Les initiatives de moyen terme au niveau international
Quitter ou court-circuiter l’UEM, et éventuellement quitter l’UE, si cela est fait pour mettre en œuvre des politiques de soutien aux travailleurs (quelle que soit leur nationalité) contre le capital, ne constitue pas une démarche nationaliste et ne représenterait pas non plus un retour à des États concurrents et en guerre en Europe. Au contraire, cela pourrait signaler l’émergence d’un internationalisme radical qui s’appuierait sur la force exprimée au niveau domestique pour rejeter les structures dysfonctionnelles et hégémoniques de l’UE. Cette rupture permettrait des politiques économiques concrètes créant une véritable base de solidarité en Europe et donnant un contenu nouveau à la souveraineté populaire et aux droits démocratiques, à l’intérieur ou au-delà des frontières existantes. Elle pourrait aussi conduire à de nouvelles formes d’alliances interétatiques en Europe, voire à un modèle alternatif d’espace supranational, démocratique et solidaire basé sur la coopération entre les peuples et sur l’internationalisme, déconnecté du développement capitaliste et qui refléterait le nouvel équilibre des forces entre les classes.
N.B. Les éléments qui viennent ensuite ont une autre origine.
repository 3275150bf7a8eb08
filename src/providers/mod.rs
pub(crate) mod http_errors;
pub mod openai;
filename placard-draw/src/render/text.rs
use serde::Deserialize;
use unicode_segmentation::UnicodeSegmentation;

use super::{Canvas, FontMetrics, TextBounds, TextRenderer};
use crate::error::Result;
use crate::graphics::{text, Alignment, Color, FontSpec};
use crate::layout::wrap::Wrapped;
use crate::layout::Position;

/// Default line limit for [`TextBox`]
pub const DEFAULT_MAX_LINES: usize = 2;

/// Where horizontal text goes.
/// `(x, y)` is the left end of the first line's baseline.
#[derive(Debug, Clone, Copy, PartialEq, Eq, Deserialize)]
pub struct TextBox {
    pub x: i32,
    pub y: i32,
    /// Wrapping width; `None` takes the canvas width
    #[serde(default)]
    pub width: Option<u32>,
    #[serde(default = "default_max_lines")]
    pub max_lines: usize,
}
impl TextBox {
    pub fn at(x: i32, y: i32) -> Self {
        Self {
            x,
            y,
            width: None,
            max_lines: DEFAULT_MAX_LINES,
        }
    }

    pub fn width(mut self, width: u32) -> Self {
        self.width = Some(width);
        self
    }

    pub fn max_lines(mut self, max_lines: usize) -> Self {
        self.max_lines = max_lines;
        self
    }
}

fn default_max_lines() -> usize {
    DEFAULT_MAX_LINES
}

/// How a column of vertical text sits relative to its origin
#[derive(Debug, Clone, Copy, Default, PartialEq, Eq, Deserialize)]
#[serde(rename_all = "lowercase")]
pub enum VerticalAnchor {
    /// The origin is the first glyph's baseline
    #[default]
    Top,
    /// Centered within a column of this height starting at the origin
    Center(u32),
    /// The whole column sits above the origin
    Bottom,
}

/// Draws already-wrapped lines as one block.
///
/// All lines go to the renderer in a single call so line spacing is the renderer's business.
/// Alignment moves the origin:
/// - `Left` leaves it alone,
/// - `Right` moves it left by the width of the text *before* wrapping,
/// - `Center` centers the wrapped block within `bounding_width`, re-measuring after wrapping.
///
/// Returns where the block ended up, or `None` if there was nothing to draw.
pub fn place(
    canvas: &mut Canvas,
    renderer: &dyn TextRenderer,
    font: &FontSpec,
    wrapped: &Wrapped,
    origin: Position,
    bounding_width: u32,
    color: Color,
) -> Result<Option<TextBounds>> {
    if wrapped.is_empty() {
        return Ok(None);
    }
    let block = wrapped.joined();
    let bounds = renderer.measure(font, &block)?;
    if bounds.width() == 0 {
        return Ok(None);
    }

    let mut origin = origin;
    match font.alignment {
        Alignment::Left => {}
        Alignment::Right => origin.x -= wrapped.measured.width(),
        Alignment::Center => origin.x += (bounding_width as i32 - bounds.width()) / 2,
    }

    renderer.draw_text(canvas, font, origin, color, &block)?;
    Ok(Some(bounds.at(origin)))
}

/// Draws `raw` top to bottom, one grapheme per line.
///
/// The glyphs are stacked using the font's own line advance (times the line spacing).
/// Alignment is ignored; the column always starts at `origin.x`.
pub fn place_vertical(
    canvas: &mut Canvas,
    renderer: &dyn TextRenderer,
    font: &FontSpec,
    raw: &str,
    origin: Position,
    anchor: VerticalAnchor,
    color: Color,
) -> Result<Option<TextBounds>> {
    let sanitized = text::sanitize(raw);
    if sanitized.is_empty() {
        return Ok(None);
    }
    let column = sanitized.graphemes(true).collect::<Vec<_>>().join("\n");

    let bounds = renderer.measure(font, &column)?;
    if bounds.width() == 0 {
        return Ok(None);
    }

    let mut origin = origin;
    match anchor {
        VerticalAnchor::Top => {}
        VerticalAnchor::Center(height) => origin.y += (height as i32 - bounds.height()) / 2,
        VerticalAnchor::Bottom => origin.y -= bounds.height(),
    }

    renderer.draw_text(canvas, font, origin, color, &column)?;
    Ok(Some(bounds.at(origin)))
}
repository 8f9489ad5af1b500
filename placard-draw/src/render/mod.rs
/// Everything involving placing text on the canvas lives here.
pub mod text;

/// Fitting, cropping and blitting bitmaps
pub mod image;

/// Circular and rounded-corner alpha masks
pub mod mask;

#[cfg(test)]
pub(crate) mod blocks;

use std::collections::HashMap;

use ::image::{imageops, Pixel as _, Rgba, RgbaImage};

use crate::error::Result;
use crate::graphics::{self, Color, FontSpec};
use crate::layout::{Position, Size};

/// The raster surface everything is drawn onto.
///
/// Dimensions are fixed at creation. The canvas also owns the cache of colors resolved
/// against it, so two canvases never share color handles.
pub struct Canvas {
    pixels: RgbaImage,
    colors: HashMap<String, Color>,
}
impl Canvas {
    /// Blank canvas, fully transparent
    pub fn new(width: u32, height: u32) -> Self {
        Self::from_image(RgbaImage::new(width, height))
    }

    pub fn from_image(pixels: RgbaImage) -> Self {
        Self {
            pixels,
            colors: HashMap::new(),
        }
    }

    pub fn width(&self) -> u32 {
        self.pixels.width()
    }

    pub fn height(&self) -> u32 {
        self.pixels.height()
    }

    pub fn size(&self) -> Size {
        Size {
            width: self.width(),
            height: self.height(),
        }
    }

    pub fn pixels(&self) -> &RgbaImage {
        &self.pixels
    }

    /// Gives up the pixel buffer; used by the encoder.
    pub fn into_image(self) -> RgbaImage {
        self.pixels
    }

    /// Resolves a hex string, reusing an earlier resolution on this canvas if there was one.
    pub fn color(&mut self, hex: &str) -> Result<Color> {
        let key = graphics::hex_key(hex);
        if let Some(color) = self.colors.get(&key) {
            return Ok(*color);
        }
        let color = graphics::parse_hex(hex)?;
        self.colors.insert(key, color);
        Ok(color)
    }

    #[cfg(test)]
    fn cached_colors(&self) -> usize {
        self.colors.len()
    }

    pub fn fill(&mut self, color: Color) {
        let pixel = graphics::to_rgba(color);
        self.pixels.pixels_mut().for_each(|p| *p = pixel);
    }

    /// `None` outside the canvas
    pub fn get(&self, position: Position) -> Option<Rgba<u8>> {
        let (x, y) = self.index(position)?;
        Some(*self.pixels.get_pixel(x, y))
    }

    /// Alpha-blends `color` over the pixel, scaled by `coverage` (0 = untouched, 255 = full).
    pub fn blend(&mut self, position: Position, color: Color, coverage: u8) {
        if coverage == 0 {
            return;
        }
        if let Some((x, y)) = self.index(position) {
            let mut source = graphics::to_rgba(color);
            source[3] = ((source[3] as u16 * coverage as u16) / 255) as u8;
            self.pixels.get_pixel_mut(x, y).blend(&source);
        }
    }

    /// Copies `bitmap` onto the canvas at `position`, blending by the bitmap's alpha.
    /// Parts that fall outside the canvas are clipped.
    pub fn blit(&mut self, bitmap: &RgbaImage, position: Position) {
        imageops::overlay(
            &mut self.pixels,
            bitmap,
            position.x as i64,
            position.y as i64,
        );
    }

    #[inline]
    fn index(&self, position: Position) -> Option<(u32, u32)> {
        let x = u32::try_from(position.x).ok()?;
        let y = u32::try_from(position.y).ok()?;
        (x < self.width() && y < self.height()).then_some((x, y))
    }
}

/// Bounding box of a rendered block of text, relative to the origin passed to the renderer.
///
/// The origin is the left end of the first line's baseline; y grows downward,
/// so `min_y` is negative (the ascent) and `max_y` covers descent plus any further lines.
#[derive(Debug, Clone, Copy, PartialEq, Eq, Default)]
pub struct TextBounds {
    pub min_x: i32,
    pub min_y: i32,
    pub max_x: i32,
    pub max_y: i32,
}
impl TextBounds {
    pub fn width(&self) -> i32 {
        self.max_x - self.min_x
    }

    pub fn height(&self) -> i32 {
        self.max_y - self.min_y
    }

    /// The box moved to an absolute origin; handy for checking what a draw call may touch
    pub fn at(&self, origin: Position) -> TextBounds {
        TextBounds {
            min_x: self.min_x + origin.x,
            min_y: self.min_y + origin.y,
            max_x: self.max_x + origin.x,
            max_y: self.max_y + origin.y,
        }
    }
}

/// Measures strings the way the matching [`TextRenderer`] will draw them.
///
/// Multi-line strings (separated by `\n`) are measured as one block, honoring
/// [`FontSpec::line_spacing`].
pub trait FontMetrics {
    fn measure(&self, font: &FontSpec, text: &str) -> Result<TextBounds>;
}

/// Rasterizes text onto a canvas; `origin` is the left end of the first baseline.
pub trait TextRenderer: FontMetrics {
    fn draw_text(
        &self,
        canvas: &mut Canvas,
        font: &FontSpec,
        origin: Position,
        color: Color,
        text: &str,
    ) -> Result<()>;
}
Un gouvernement populaire a besoin d’un programme écologique, socialiste et internationaliste de long terme au niveau international. Dans cette perspective, il devrait rechercher de nouvelles alliances en Europe et hors d’Europe. Cela pourrait passer par la proposition d’un nouveau cadre solidaire axé sur la coopération et l’intégration des ressources financières, des accords de commerce ainsi que des échanges de matières premières (énergie) équitables et la coopération en matière d’investissement. L’objectif est d’encourager la coopération et la solidarité populaires tout en rompant avec les contraintes des traités et des institutions de l’UE.
La forme et le contenu réels d’une coopération européenne renouvelée dépendraient du régime social et politique interne des États membres. L’internationalisme ouvrier commence toujours chez soi. Si le capitalisme était contesté au niveau national, plusieurs formes d’intégration fédérale socialiste deviendraient possibles en Europe. C’est un objectif réalisable et valable pour la gauche populaire européenne. Plus tôt elle commencera à engager un débat ouvert et à agir dans ce sens, mieux ce sera pour les peuples du continent.
Chapitre 2 - Banques
I. INTRODUCTION
Plan d’organisation du secteur bancaire et conditions concrètes de sa mise en place par un gouvernement populaireLa crise financière débutée en 2007-2008 continue à produire ses effets délétères à travers des politiques d’austérité imposées aux populations. Banquiers, financiers, hommes et femmes politiques et organismes de contrôle ont fondamentalement manqué aux promesses qu’ils avaient faites à la suite de la crise : moraliser le système bancaire, séparer les banques de détail des banques d’investissement, mettre fin aux bonus et aux rémunérations exorbitantes, et enfin financer l’économie réelle.
L’hétérodoxie économique et les programmes de la social-démocratie en décomposition souffrent d’un impensé quant à la constitution d’un système bancaire alternatif. Pour y remédier, cette contribution tente d’avancer vers une proposition partagée, cohérente et opérationnelle quant à un plan d’organisation du secteur bancaire et aux conditions concrètes de sa mise en place par un gouvernement populaire qui arriverait au pouvoir en Europe.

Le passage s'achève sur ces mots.